WHAT THE TASK REQUIRES: Reproduce the data, keeping every word exactly as it is.

ENTRIES PROVIDED:
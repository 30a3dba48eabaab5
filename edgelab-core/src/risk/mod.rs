//! RiskOverlay: transforms a raw position series into a risk-adjusted one.
//!
//! Each overlay is a pure function (or a single-pass state machine) over a
//! position series and the return series it is monitored against. The
//! stateful ones own their state for exactly one call.

pub mod circuit_breaker;
pub mod drawdown;
pub mod sizing;
pub mod vol_target;

pub use circuit_breaker::{circuit_breaker, CircuitBreakerState};
pub use drawdown::{dd_control, drawdown_series, DrawdownState};
pub use sizing::{kelly_fraction, max_position};
pub use vol_target::vol_target;

use serde::{Deserialize, Serialize};

use crate::config::{check_negative, check_positive, check_window, ConfigError};
use crate::domain::SeriesError;

#[derive(Debug, Clone, PartialEq, Serialize, Deserialize)]
pub struct VolTargetConfig {
    /// Annualized volatility target
    pub target: f64,
    /// Trailing window for realized volatility
    pub lookback: usize,
}

impl Default for VolTargetConfig {
    fn default() -> Self {
        Self {
            target: 0.20,
            lookback: 21,
        }
    }
}

#[derive(Debug, Clone, PartialEq, Serialize, Deserialize)]
pub struct CircuitBreakerConfig {
    /// Trailing window summed for the trip test, and the cooldown length
    pub lookback: usize,
    /// Trip level for the summed returns (negative)
    pub threshold: f64,
}

impl Default for CircuitBreakerConfig {
    fn default() -> Self {
        Self {
            lookback: 21,
            threshold: -0.05,
        }
    }
}

/// Risk overlay stack. Disabled steps are `None`.
#[derive(Debug, Clone, PartialEq, Default, Serialize, Deserialize)]
#[serde(default)]
pub struct RiskConfig {
    pub vol_target: Option<VolTargetConfig>,
    pub max_position: Option<f64>,
    pub drawdown_threshold: Option<f64>,
    pub circuit_breaker: Option<CircuitBreakerConfig>,
}

impl RiskConfig {
    pub fn validate(&self) -> Result<(), ConfigError> {
        if let Some(vt) = &self.vol_target {
            check_positive("risk.vol_target.target", vt.target)?;
            check_window("risk.vol_target.lookback", vt.lookback)?;
        }
        if let Some(cap) = self.max_position {
            check_positive("risk.max_position", cap)?;
        }
        if let Some(thresh) = self.drawdown_threshold {
            check_negative("risk.drawdown_threshold", thresh)?;
        }
        if let Some(cb) = &self.circuit_breaker {
            check_window("risk.circuit_breaker.lookback", cb.lookback)?;
            check_negative("risk.circuit_breaker.threshold", cb.threshold)?;
        }
        Ok(())
    }

    pub fn is_empty(&self) -> bool {
        self == &Self::default()
    }

    /// Apply the enabled overlays in order: vol target, cap, drawdown
    /// control, circuit breaker.
    ///
    /// `returns[i]` must be known at the close of bar i (e.g. the close-to-close
    /// return into bar i), so no overlay sizes bar i on later data.
    pub fn apply(&self, positions: &[f64], returns: &[f64]) -> Result<Vec<f64>, SeriesError> {
        let mut out = positions.to_vec();
        if let Some(vt) = &self.vol_target {
            out = vol_target(vt.target, &out, returns, vt.lookback)?;
        }
        if let Some(cap) = self.max_position {
            out = max_position(cap, &out);
        }
        if let Some(thresh) = self.drawdown_threshold {
            out = dd_control(thresh, &out, returns)?;
        }
        if let Some(cb) = &self.circuit_breaker {
            out = circuit_breaker(cb.lookback, cb.threshold, &out, returns)?;
        }
        Ok(out)
    }
}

ANSWER TO THIS PROBLEM:
repository 30a3dba48eabaab5
filename edgelab-core/src/risk/mod.rs
//! RiskOverlay: transforms a raw position series into a risk-adjusted one.
//!
//! Each overlay is a pure function (or a single-pass state machine) over a
//! position series and the return series it is monitored against. The
//! stateful ones own their state for exactly one call.

pub mod circuit_breaker;
pub mod drawdown;
pub mod sizing;
pub mod vol_target;

pub use circuit_breaker::{circuit_breaker, CircuitBreakerState};
pub use drawdown::{dd_control, drawdown_series, DrawdownState};
pub use sizing::{kelly_fraction, max_position};
pub use vol_target::vol_target;

use serde::{Deserialize, Serialize};

use crate::config::{check_negative, check_positive, check_window, ConfigError};
use crate::domain::SeriesError;

#[derive(Debug, Clone, PartialEq, Serialize, Deserialize)]
pub struct VolTargetConfig {
    /// Annualized volatility target
    pub target: f64,
    /// Trailing window for realized volatility
    pub lookback: usize,
}

impl Default for VolTargetConfig {
    fn default() -> Self {
        Self {
            target: 0.20,
            lookback: 21,
        }
    }
}

#[derive(Debug, Clone, PartialEq, Serialize, Deserialize)]
pub struct CircuitBreakerConfig {
    /// Trailing window summed for the trip test, and the cooldown length
    pub lookback: usize,
    /// Trip level for the summed returns (negative)
    pub threshold: f64,
}

impl Default for CircuitBreakerConfig {
    fn default() -> Self {
        Self {
            lookback: 21,
            threshold: -0.05,
        }
    }
}

/// Risk overlay stack. Disabled steps are `None`.
#[derive(Debug, Clone, PartialEq, Default, Serialize, Deserialize)]
#[serde(default)]
pub struct RiskConfig {
    pub vol_target: Option<VolTargetConfig>,
    pub max_position: Option<f64>,
    pub drawdown_threshold: Option<f64>,
    pub circuit_breaker: Option<CircuitBreakerConfig>,
}

impl RiskConfig {
    pub fn validate(&self) -> Result<(), ConfigError> {
        if let Some(vt) = &self.vol_target {
            check_positive("risk.vol_target.target", vt.target)?;
            check_window("risk.vol_target.lookback", vt.lookback)?;
        }
        if let Some(cap) = self.max_position {
            check_positive("risk.max_position", cap)?;
        }
        if let Some(thresh) = self.drawdown_threshold {
            check_negative("risk.drawdown_threshold", thresh)?;
        }
        if let Some(cb) = &self.circuit_breaker {
            check_window("risk.circuit_breaker.lookback", cb.lookback)?;
            check_negative("risk.circuit_breaker.threshold", cb.threshold)?;
        }
        Ok(())
    }

    pub fn is_empty(&self) -> bool {
        self == &Self::default()
    }

    /// Apply the enabled overlays in order: vol target, cap, drawdown
    /// control, circuit breaker.
    ///
    /// `returns[i]` must be known at the close of bar i (e.g. the close-to-close
    /// return into bar i), so no overlay sizes bar i on later data.
    pub fn apply(&self, positions: &[f64], returns: &[f64]) -> Result<Vec<f64>, SeriesError> {
        let mut out = positions.to_vec();
        if let Some(vt) = &self.vol_target {
            out = vol_target(vt.target, &out, returns, vt.lookback)?;
        }
        if let Some(cap) = self.max_position {
            out = max_position(cap, &out);
        }
        if let Some(thresh) = self.drawdown_threshold {
            out = dd_control(thresh, &out, returns)?;
        }
        if let Some(cb) = &self.circuit_breaker {
            out = circuit_breaker(cb.lookback, cb.threshold, &out, returns)?;
        }
        Ok(out)
    }
}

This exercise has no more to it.